Trinity House electrified its lighthouses gradually through the twentieth century. St Mary's was the last to make the switch, in 1977 - the final light still lit by oil among all of Trinity House's stations. During electrification the original first-order Fresnel lens was removed and sent to the National Lighthouse Museum in Penzance. A four-tier revolving sealed-beam lamp array, manufactured by Pharos Marine, took its place in the tower - powered by two 12-volt batteries kept charged from the mains. Seven years later, in 1984, the lighthouse was decommissioned altogether. The sealed-beam array was reused in a reduced form on the Inner Dowsing light platform in the North Sea, where it became part of the first major lighthouse to run on solar power.
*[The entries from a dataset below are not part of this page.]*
//! # Parameter Equivalences
//!
//! Every table entry `P(x | u)` has a parameter variable that is equivalent
//! to the conjunction of the indicator of `x` and the indicators of the
//! parent assignment `u`. Its positive literal carries the probability.

use crate::{
    encodings::{reduce, Error},
    instances::Cnf,
    models::{BayesNet, Node},
    types::{Formula, Weight, WeightTable},
    utils,
};

use super::NodeVars;

pub(super) fn constraints(
    node: &Node,
    node_vars: &NodeVars,
    vars: &[NodeVars],
    cnf: &mut Cnf,
) -> Result<(), Error> {
    let radices = node.cpd().parent_radices();
    for state in 0..node.n_states() {
        for (row, assignment) in utils::assignments(radices).enumerate() {
            let mut cube = vec![node_vars.indicator(state)];
            cube.extend(super::parent_lits(node, vars, &assignment));
            let param = node_vars.param(state, row).pos_lit();
            reduce::reduce(Formula::cube(cube).equiv(param.into()), cnf)?;
        }
    }
    Ok(())
}

pub(super) fn weights(
    net: &BayesNet,
    node: &Node,
    node_vars: &NodeVars,
    tolerance: f64,
    weights: &mut WeightTable,
) -> Result<(), Error> {
    let radices = node.cpd().parent_radices();
    for (row, assignment) in utils::assignments(radices).enumerate() {
        let probs = super::checked_row(net, node, &assignment, tolerance)?;
        for (state, prob) in probs.into_iter().enumerate() {
            weights.set(node_vars.param(state, row), Weight::new(prob, 1.));
        }
    }
    Ok(())
}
When the Penzance museum closed in 2011, the original Fresnel lens was returned to St Mary's and put on display. The lens that had thrown its beam out over the North Sea for nearly eight decades is back in the tower it was made for.

Walking Out at Low Tide

St Mary's became a Grade II listed building in 2012. It is no longer a working lighthouse. The tower contains a small museum, the keepers' cottages house a visitor centre and a cafe, and the whole site is open to the public when the tide is out and the causeway uncovered. In 2014 the cottage was upgraded with a wood-pellet boiler. A 2017 renovation scheme that proposed rooftop viewing platforms and glass-covered extensions was refused by the planning authority for environmental reasons - the surrounding intertidal habitat is protected. A second proposal in 2018, which included rebuilding the original lighting optic in working condition, did not secure Heritage Lottery Fund support. In 2024 the lighthouse and keepers' cottages were repainted and given a 900,000 pound facelift, reopening to the public in November. From the top of the tower you can see Souter Lighthouse to the south, also decommissioned, also a Victorian engineering set piece. The Farne Islands lights flash on the horizon to the north.

From the Air

St Mary's Lighthouse stands at 55.07 degrees north, 1.45 degrees west on Bait Island, just north of Whitley Bay. Newcastle International Airport (EGNT) is approximately ten nautical miles west-southwest. From altitude the white tower is unmistakable against the dark intertidal rocks and seaweed, with the linear concrete causeway visible at low tide and submerged at high. The Tyne estuary opens to the south; the offshore wind farms north of the Tyne are major navigational features. Coastal weather varies sharply - eastern haar can blanket the island while inland Tyneside is clear. Best viewing is on northwesterly flow with low afternoon sun glancing off the masonry.